Everything You Need to Know About Ticks


Ticks are found all over the world, with hundreds of species. They are members of the arachnid family, relatives to spiders, scorpions and horseshoe crabs. Many of them carry disease-causing pathogens that can be transmitted to humans and/or animals. The three most commonly seen species in New England are Deer Ticks (Ixodes scapularis), Dog ticks (Dermacentor veriabillis) and Lonestar Ticks (Amblyomma americanum).



They have four stages of life: egg, larva, nymph, and adult. Ticks tend to feed and mate mostly on deer and a female tick can lay up to a few thousand eggs per season, dying afterward. After hatching they search for their first meal, often from an animal such as a mouse, chipmunk, bird or deer. Following this they are able to transmit disease to other animals and/or humans. In each stage, they suck blood from a host, then drop off, enter a dormant period and molt to the next stage. They don’t begin life carrying Borrelia burgdorferi, that occurs when they feed of an infected host, most often a small rodent such as a mouse. Other strains such as Borrelia myamotoi and infections like Powassan virus can be transmitted from adult female ticks to their eggs.

The majority of cases of disease are caused by nymph-stage ticks. They are as small as a poppy seed and with a painless bite often go unnoticed. Adult ticks are also capable of transmitting infections, but are more noticeable and easier to remove.

The length of time a tick needs to be attached in order to transmit Lyme is most commonly placed between 24 to 48 hours. However, this is a hotly debated issue as there is no scientific evidence currently available that conclusively proves such a statement. Many individuals also don’t know how long a tick was on them or ever saw one at all. Contrary to statements proclaiming very clear attachment times before pathogens can be passed from a tick to a human, there are documented cases of Lyme disease transmission with only 6 hours of attachment time. Tick-borne coinfections can be transmitted quicker.

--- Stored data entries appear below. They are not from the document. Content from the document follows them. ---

use anyhow::Result;
use clap::{Parser, Subcommand};
use std::sync::Arc;
use tracing::info;

use shopd::cli;
use shopd::config::ShopConfig;
use shopd::confirm::{self, AlwaysAccept, ConfirmPrompt, Document, TerminalPrompt};
use shopd::events::StoreEvents;
use shopd::storage::Storage;
use shopd::web;
use shopd::AppContext;

#[derive(Parser)]
#[command(
    name = "shopd",
    about = "Shopd — self-hosted storefront daemon",
    version
)]
struct Args {
    #[command(subcommand)]
    command: Option<Command>,

    /// HTTP server port
    #[arg(long, env = "SHOPD_PORT")]
    port: Option<u16>,

    /// Bind address for the HTTP server (default: 127.0.0.1; use 0.0.0.0 for LAN access)
    #[arg(long, env = "SHOPD_BIND")]
    bind_address: Option<String>,

    /// Data directory for the SQLite database, config, and session secret
    #[arg(long, env = "SHOPD_DATA_DIR")]
    data_dir: Option<std::path::PathBuf>,

    /// Log level (trace, debug, info, warn, error)
    #[arg(long, env = "SHOPD_LOG")]
    log: Option<String>,

    /// Write logs to this file path (rotated daily). Optional.
    #[arg(long, env = "SHOPD_LOG_FILE")]
    log_file: Option<std::path::PathBuf>,

    /// Answer yes to every confirmation prompt.
    ///
    /// For scripted runs. Interactive prompts otherwise block on the
    /// terminal and default to no.
    #[arg(long, short = 'y', global = true)]
    yes: bool,
}

#[derive(Subcommand)]
enum Command {
    /// Start the storefront server (default when no subcommand given).
    ///
    /// Examples:
    ///   shopd serve
    ///   shopd
    Serve,
    /// Seed the demo catalog.
    ///
    /// Safe to re-run: existing products are refreshed in place, never
    /// duplicated.
    ///
    /// Examples:
    ///   shopd seed
    ///   shopd seed --fresh
    Seed {
        /// Delete every product first. Asks for confirmation.
        #[arg(long)]
        fresh: bool,
    },
    /// Inspect or manage the product catalog.
    Products {
        #[command(subcommand)]
        action: ProductsAction,
    },
    /// Inspect or manage orders.
    Orders {
        #[command(subcommand)]
        action: OrdersAction,
    },
}

#[derive(Subcommand)]
enum ProductsAction {
    /// List products (active only unless --all).
    List {
        #[arg(long)]
        all: bool,
    },
    /// Hide a product from the store. Asks for confirmation.
    Deactivate { slug: String },
}

#[derive(Subcommand)]
enum OrdersAction {
    /// List orders, newest first.
    List {
        /// Filter by status: pending, paid, or cancelled.
        #[arg(long)]
        status: Option<String>,
    },
    /// Show one order with its items.
    Show { id: i64 },
    /// Mark a pending order as paid.
    MarkPaid { id: i64 },
    /// Cancel a pending order. Asks for confirmation.
    Cancel { id: i64 },
}

#[tokio::main]
async fn main() -> Result<()> {
    let args = Args::parse();
    let config = ShopConfig::new(args.port, args.bind_address, args.data_dir, args.log);
    let _log_guard = init_tracing(&config.log, &config.log_format, args.log_file.as_deref());

    // One submit guard on the process document, installed before any
    // command can dispatch a submission.
    let document = Document::new();
    let prompt: Arc<dyn ConfirmPrompt> = if args.yes {
        Arc::new(AlwaysAccept)
    } else {
        Arc::new(TerminalPrompt)
    };
    confirm::install_submit_guard(&document, prompt);

    match args.command.unwrap_or(Command::Serve) {
        Command::Serve => serve(config).await,
        Command::Seed { fresh } => {
            let storage = Arc::new(Storage::new(&config.data_dir).await?);
            let events = StoreEvents::new();
            cli::seed(&storage, &events, &document, fresh).await
        }
        Command::Products { action } => {
            let storage = Arc::new(Storage::new(&config.data_dir).await?);
            let events = StoreEvents::new();
            match action {
                ProductsAction::List { all } => cli::products_list(&storage, all).await,
                ProductsAction::Deactivate { slug } => {
                    cli::products_deactivate(&storage, &events, &document, &slug).await
                }
            }
        }
        Command::Orders { action } => {
            let storage = Arc::new(Storage::new(&config.data_dir).await?);
            let events = StoreEvents::new();
            match action {
                OrdersAction::List { status } => {
                    cli::orders_list(&storage, status.as_deref()).await
                }
                OrdersAction::Show { id } => cli::orders_show(&storage, id).await,
                OrdersAction::MarkPaid { id } => {
                    cli::orders_mark_paid(&storage, &events, id).await
                }
                OrdersAction::Cancel { id } => {
                    cli::orders_cancel(&storage, &events, &document, id).await
                }
            }
        }
    }
}

async fn serve(config: ShopConfig) -> Result<()> {
    let ctx = Arc::new(AppContext::new(config).await?);
    info!(
        data_dir = %ctx.config.data_dir.display(),
        port = ctx.config.port,
        "shopd starting"
    );
    spawn_session_pruner(ctx.clone());
    web::start_web_server(ctx).await
}

/// Prune idle visitor sessions once an hour.
fn spawn_session_pruner(ctx: Arc<AppContext>) {
    let ttl_days = ctx.config.session_ttl_days;
    if ttl_days == 0 {
        return;
    }
    tokio::spawn(async move {
        let mut interval = tokio::time::interval(std::time::Duration::from_secs(3600));
        loop {
            interval.tick().await;
            match ctx.storage.prune_sessions(ttl_days).await {
                Ok(0) => {}
                Ok(n) => info!("pruned {n} idle sessions"),
                Err(e) => tracing::warn!("session prune failed: {e:#}"),
            }
        }
    });
}

fn init_tracing(
    log_level: &str,
    log_format: &str,
    log_file: Option<&std::path::Path>,
) -> Option<tracing_appender::non_blocking::WorkerGuard> {
    use tracing_subscriber::{fmt, layer::SubscriberExt, util::SubscriberInitExt, EnvFilter};

    let use_json = log_format == "json";

    if let Some(path) = log_file {
        let dir = path.parent().unwrap_or_else(|| std::path::Path::new("."));
        let filename = path
            .file_name()
            .unwrap_or_else(|| std::ffi::OsStr::new("shopd.log"));

        // Ensure the directory exists before tracing-appender tries to open it.
        if let Err(e) = std::fs::create_dir_all(dir) {
            eprintln!(
                "warn: could not create log directory '{}': {e} — falling back to stdout",
                dir.display()
            );
            if use_json {
                tracing_subscriber::fmt()
                    .json()
                    .with_env_filter(EnvFilter::new(log_level))
                    .init();
            } else {
                tracing_subscriber::fmt()
                    .with_env_filter(EnvFilter::new(log_level))
                    .compact()
                    .init();
            }
            return None;
        }

        let appender = tracing_appender::rolling::daily(dir, filename);
        let (non_blocking, guard) = tracing_appender::non_blocking(appender);

        if use_json {
            tracing_subscriber::registry()
                .with(EnvFilter::new(log_level))
                .with(fmt::layer().json())
                .with(fmt::layer().json().with_writer(non_blocking))
                .init();
        } else {
            tracing_subscriber::registry()
                .with(EnvFilter::new(log_level))
                .with(fmt::layer().compact())
                .with(fmt::layer().with_writer(non_blocking))
                .init();
        }
        Some(guard)
    } else {
        if use_json {
            tracing_subscriber::fmt()
                .json()
                .with_env_filter(EnvFilter::new(log_level))
                .init();
        } else {
            tracing_subscriber::fmt()
                .with_env_filter(EnvFilter::new(log_level))
                .compact()
                .init();
        }
        None
    }
}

Not all ticks are pathogen carriers either. Rates of infection in the tick population are not always consistent and can change depending on the local climate and season. During years of larger than average acorn crops, tick populations tend to rise. This is directly affected by an increase in rodent populations, acorns being their main food source.

While particular species of ticks are still largely considered to be regionally located, climate change and migratory birds are leading to species and strains of the diseases they carry to be discovered in areas where they traditionally wouldn’t be. This also goes for the types of infections particular ticks can transmit to humans.

The majority of medical literature states that the only tick species to carry Lyme disease is the Deer Tick (Ixodes scapularis), but this has not been proven. It is best to stay away from all ticks and not assume that one species is safer than another.